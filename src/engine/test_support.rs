// shared fixtures for the engine unit tests

use super::core::Engine;
use crate::clock::ManualClock;
use crate::config::EngineConfig;
use crate::price_feed::{PriceCache, PriceQuote};
use crate::store::InMemoryStore;
use crate::tournament::{EntryFees, TournamentSpec};
use crate::transfer::InMemoryTransferService;
use crate::types::{Amount, Price, Timestamp, TokenAddress, TournamentId};
use rust_decimal::Decimal;
use rust_decimal_macros::dec;
use std::sync::Arc;

pub const WINDOW_MS: i64 = 86_400_000;

pub fn engine_with_transfers(start_ms: i64) -> (Engine, Arc<ManualClock>, Arc<InMemoryTransferService>) {
    let clock = Arc::new(ManualClock::new(Timestamp::from_millis(start_ms)));
    let transfers = Arc::new(InMemoryTransferService::new());
    let engine = Engine::new(
        EngineConfig::testing(),
        Arc::new(InMemoryStore::new()),
        Arc::new(PriceCache::new()),
        transfers.clone(),
        clock.clone(),
    )
    .unwrap();
    (engine, clock, transfers)
}

pub fn engine_at(start_ms: i64) -> (Engine, Arc<ManualClock>) {
    let (engine, clock, _) = engine_with_transfers(start_ms);
    (engine, clock)
}

pub fn spec_starting_now(clock: &ManualClock, max_participants: u32) -> TournamentSpec {
    use crate::clock::Clock;
    let now = clock.now();
    TournamentSpec {
        name: "test cup".to_string(),
        start_time: now,
        end_time: now.plus_millis(WINDOW_MS),
        entry_fees: EntryFees {
            primary: Amount::new(dec!(10)),
            bonus: Amount::new(dec!(100)),
        },
        max_participants,
        starting_balance: Amount::new(dec!(10000)),
        token_universe: [TokenAddress::new("X"), TokenAddress::new("Y")].into_iter().collect(),
    }
}

/// Create a tournament whose window opens now and sweep it to ACTIVE.
pub fn active_tournament(engine: &Engine, clock: &ManualClock, max_participants: u32) -> TournamentId {
    let tournament = engine.create_tournament(spec_starting_now(clock, max_participants)).unwrap();
    engine.advance_tournaments();
    tournament.id
}

pub fn set_price(engine: &Engine, clock: &ManualClock, token: &str, price: Decimal) {
    use crate::clock::Clock;
    engine.price_cache().ingest(
        TokenAddress::new(token),
        PriceQuote::new(Price::new_unchecked(price), clock.now()),
    );
}
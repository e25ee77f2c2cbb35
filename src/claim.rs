//! Prize claim records.
//!
//! One claim per (tournament, wallet). Each currency is a separate payout leg
//! that records its own transfer reference the moment it is confirmed, so a
//! retry after a partial failure only ever resubmits unpaid legs.
//!
//! UNCLAIMED -> PARTIALLY_PAID -> PAID, with FAILED as the operator-facing
//! dead end that `reopen` can walk back. `claimed` flips to true exactly once,
//! together with the final transfer reference, and the record is frozen after.

use crate::prize::PrizeAward;
use crate::transfer::TransferRef;
use crate::types::{Amount, Currency, ParticipantKey, Timestamp, TournamentId, WalletId};
use serde::{Deserialize, Serialize};
use std::collections::BTreeMap;

#[derive(Debug, Clone, Copy, PartialEq, Eq, Hash, Serialize, Deserialize)]
#[serde(rename_all = "snake_case")]
pub enum ClaimStatus {
    Unclaimed,
    PartiallyPaid,
    Paid,
    Failed,
}

#[derive(Debug, Clone, PartialEq, Eq, Serialize, Deserialize)]
pub struct LegState {
    pub currency: Currency,
    pub amount: Amount,
    pub transfer_ref: Option<TransferRef>,
    pub paid_at: Option<Timestamp>,
    pub attempts: u32,
    pub last_error: Option<String>,
}

impl LegState {
    fn new(currency: Currency, amount: Amount) -> Self {
        Self {
            currency,
            amount,
            transfer_ref: None,
            paid_at: None,
            attempts: 0,
            last_error: None,
        }
    }

    pub fn is_paid(&self) -> bool {
        self.transfer_ref.is_some()
    }

    // zero legs never hit the transfer service
    pub fn is_due(&self) -> bool {
        self.amount.is_positive() && !self.is_paid()
    }
}

#[derive(Debug, Clone, PartialEq, Eq, Serialize, Deserialize)]
pub struct ClaimFailure {
    pub currency: Currency,
    pub reason: String,
    pub retryable: bool,
    pub failed_at: Timestamp,
}

#[derive(Debug, Clone, PartialEq, Eq, Serialize, Deserialize)]
pub struct PrizeClaim {
    pub tournament_id: TournamentId,
    pub wallet: WalletId,
    pub rank: u32,
    pub primary: LegState,
    pub bonus: LegState,
    pub status: ClaimStatus,
    pub claimed: bool,
    pub claimed_at: Option<Timestamp>,
    pub created_at: Timestamp,
    pub failure: Option<ClaimFailure>,
}

impl PrizeClaim {
    pub fn from_award(tournament_id: TournamentId, award: &PrizeAward, now: Timestamp) -> Self {
        Self {
            tournament_id,
            wallet: award.wallet.clone(),
            rank: award.rank,
            primary: LegState::new(Currency::Primary, award.primary_prize),
            bonus: LegState::new(Currency::Bonus, award.bonus_prize),
            status: ClaimStatus::Unclaimed,
            claimed: false,
            claimed_at: None,
            created_at: now,
            failure: None,
        }
    }

    pub fn key(&self) -> ParticipantKey {
        ParticipantKey::new(self.tournament_id, self.wallet.clone())
    }

    pub fn leg(&self, currency: Currency) -> &LegState {
        match currency {
            Currency::Primary => &self.primary,
            Currency::Bonus => &self.bonus,
        }
    }

    fn leg_mut(&mut self, currency: Currency) -> &mut LegState {
        match currency {
            Currency::Primary => &mut self.primary,
            Currency::Bonus => &mut self.bonus,
        }
    }

    pub fn has_positive_amount(&self) -> bool {
        self.primary.amount.is_positive() || self.bonus.amount.is_positive()
    }

    pub fn due_legs(&self) -> Vec<Currency> {
        Currency::ALL.into_iter().filter(|c| self.leg(*c).is_due()).collect()
    }

    pub fn paid_legs(&self) -> Vec<Currency> {
        Currency::ALL.into_iter().filter(|c| self.leg(*c).is_paid()).collect()
    }

    pub fn transfer_refs(&self) -> BTreeMap<Currency, TransferRef> {
        Currency::ALL
            .into_iter()
            .filter_map(|c| self.leg(c).transfer_ref.clone().map(|r| (c, r)))
            .collect()
    }

    /// Record a confirmed leg. When no leg is left due the claim becomes PAID
    /// and `claimed` flips in the same step.
    pub fn record_leg_paid(
        &mut self,
        currency: Currency,
        transfer_ref: TransferRef,
        attempts: u32,
        now: Timestamp,
    ) -> Result<ClaimStatus, ClaimError> {
        if self.claimed {
            return Err(ClaimError::AlreadyClaimed(self.key()));
        }
        let leg = self.leg_mut(currency);
        if leg.is_paid() {
            return Err(ClaimError::LegAlreadyPaid(currency));
        }
        leg.transfer_ref = Some(transfer_ref);
        leg.paid_at = Some(now);
        leg.attempts += attempts;
        leg.last_error = None;

        if self.due_legs().is_empty() {
            self.status = ClaimStatus::Paid;
            self.claimed = true;
            self.claimed_at = Some(now);
            self.failure = None;
        } else {
            self.status = ClaimStatus::PartiallyPaid;
        }
        Ok(self.status)
    }

    /// Leg gave up (rejected or retries exhausted). Paid legs are kept.
    pub fn record_leg_failed(
        &mut self,
        currency: Currency,
        reason: String,
        retryable: bool,
        attempts: u32,
        now: Timestamp,
    ) -> Result<(), ClaimError> {
        if self.claimed {
            return Err(ClaimError::AlreadyClaimed(self.key()));
        }
        let leg = self.leg_mut(currency);
        leg.attempts += attempts;
        leg.last_error = Some(reason.clone());
        self.status = ClaimStatus::Failed;
        self.failure = Some(ClaimFailure {
            currency,
            reason,
            retryable,
            failed_at: now,
        });
        Ok(())
    }

    /// Operator action: put a FAILED claim back in the queue.
    pub fn reopen(&mut self) -> Result<ClaimStatus, ClaimError> {
        if self.status != ClaimStatus::Failed {
            return Err(ClaimError::NotFailed(self.key(), self.status));
        }
        self.status = if self.paid_legs().is_empty() {
            ClaimStatus::Unclaimed
        } else {
            ClaimStatus::PartiallyPaid
        };
        self.failure = None;
        Ok(self.status)
    }

    pub fn receipt(&self, already_claimed: bool) -> ClaimReceipt {
        let paid = |leg: &LegState| if leg.is_paid() { leg.amount } else { Amount::zero() };
        ClaimReceipt {
            tournament_id: self.tournament_id,
            wallet: self.wallet.clone(),
            rank: self.rank,
            primary_paid: paid(&self.primary),
            bonus_paid: paid(&self.bonus),
            transfer_refs: self.transfer_refs(),
            claimed_at: self.claimed_at,
            already_claimed,
        }
    }
}

/// What a successful claim hands back. A repeat claim returns the same refs.
#[derive(Debug, Clone, PartialEq, Eq, Serialize, Deserialize)]
pub struct ClaimReceipt {
    pub tournament_id: TournamentId,
    pub wallet: WalletId,
    pub rank: u32,
    pub primary_paid: Amount,
    pub bonus_paid: Amount,
    pub transfer_refs: BTreeMap<Currency, TransferRef>,
    pub claimed_at: Option<Timestamp>,
    pub already_claimed: bool,
}

#[derive(Debug, Clone, PartialEq, Eq, thiserror::Error)]
pub enum ClaimError {
    #[error("Claim {0} is already claimed and immutable")]
    AlreadyClaimed(ParticipantKey),

    #[error("{0} leg already paid")]
    LegAlreadyPaid(Currency),

    #[error("Claim {0} is {1:?}, not FAILED")]
    NotFailed(ParticipantKey, ClaimStatus),
}

#[cfg(test)]
mod tests {
    use super::*;
    use rust_decimal_macros::dec;

    fn claim(primary: rust_decimal::Decimal, bonus: rust_decimal::Decimal) -> PrizeClaim {
        let award = PrizeAward {
            rank: 1,
            wallet: WalletId::new("0xwin"),
            primary_prize: Amount::new(primary),
            bonus_prize: Amount::new(bonus),
        };
        PrizeClaim::from_award(TournamentId(3), &award, Timestamp::from_millis(0))
    }

    #[test]
    fn zero_leg_is_not_due() {
        let c = claim(dec!(5), dec!(0));
        assert_eq!(c.due_legs(), vec![Currency::Primary]);
    }

    #[test]
    fn paying_all_legs_flips_claimed_once() {
        let mut c = claim(dec!(5), dec!(100));
        let status = c
            .record_leg_paid(Currency::Primary, TransferRef("tx-1".into()), 1, Timestamp::from_millis(10))
            .unwrap();
        assert_eq!(status, ClaimStatus::PartiallyPaid);
        assert!(!c.claimed);

        let status = c
            .record_leg_paid(Currency::Bonus, TransferRef("tx-2".into()), 1, Timestamp::from_millis(20))
            .unwrap();
        assert_eq!(status, ClaimStatus::Paid);
        assert!(c.claimed);
        assert_eq!(c.claimed_at, Some(Timestamp::from_millis(20)));

        // frozen
        assert!(matches!(
            c.record_leg_paid(Currency::Bonus, TransferRef("tx-3".into()), 1, Timestamp::from_millis(30)),
            Err(ClaimError::AlreadyClaimed(_))
        ));
        assert_eq!(c.transfer_refs().len(), 2);
    }

    #[test]
    fn failure_keeps_paid_leg_and_reopen_resumes() {
        let mut c = claim(dec!(5), dec!(100));
        c.record_leg_paid(Currency::Primary, TransferRef("tx-1".into()), 1, Timestamp::from_millis(10))
            .unwrap();
        c.record_leg_failed(Currency::Bonus, "rpc down".into(), true, 3, Timestamp::from_millis(11))
            .unwrap();
        assert_eq!(c.status, ClaimStatus::Failed);
        assert_eq!(c.paid_legs(), vec![Currency::Primary]);
        assert_eq!(c.due_legs(), vec![Currency::Bonus]);

        assert_eq!(c.reopen().unwrap(), ClaimStatus::PartiallyPaid);
        assert!(c.failure.is_none());
        assert!(matches!(c.reopen(), Err(ClaimError::NotFailed(..))));
    }

    #[test]
    fn receipt_reports_only_paid_legs() {
        let mut c = claim(dec!(5), dec!(100));
        c.record_leg_paid(Currency::Primary, TransferRef("tx-1".into()), 1, Timestamp::from_millis(10))
            .unwrap();
        let r = c.receipt(false);
        assert_eq!(r.primary_paid.value(), dec!(5));
        assert!(r.bonus_paid.is_zero());
    }
}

## Your assignment
Report how many lines in the material contain "confirmed". Write the number and stop.

## Your solution
2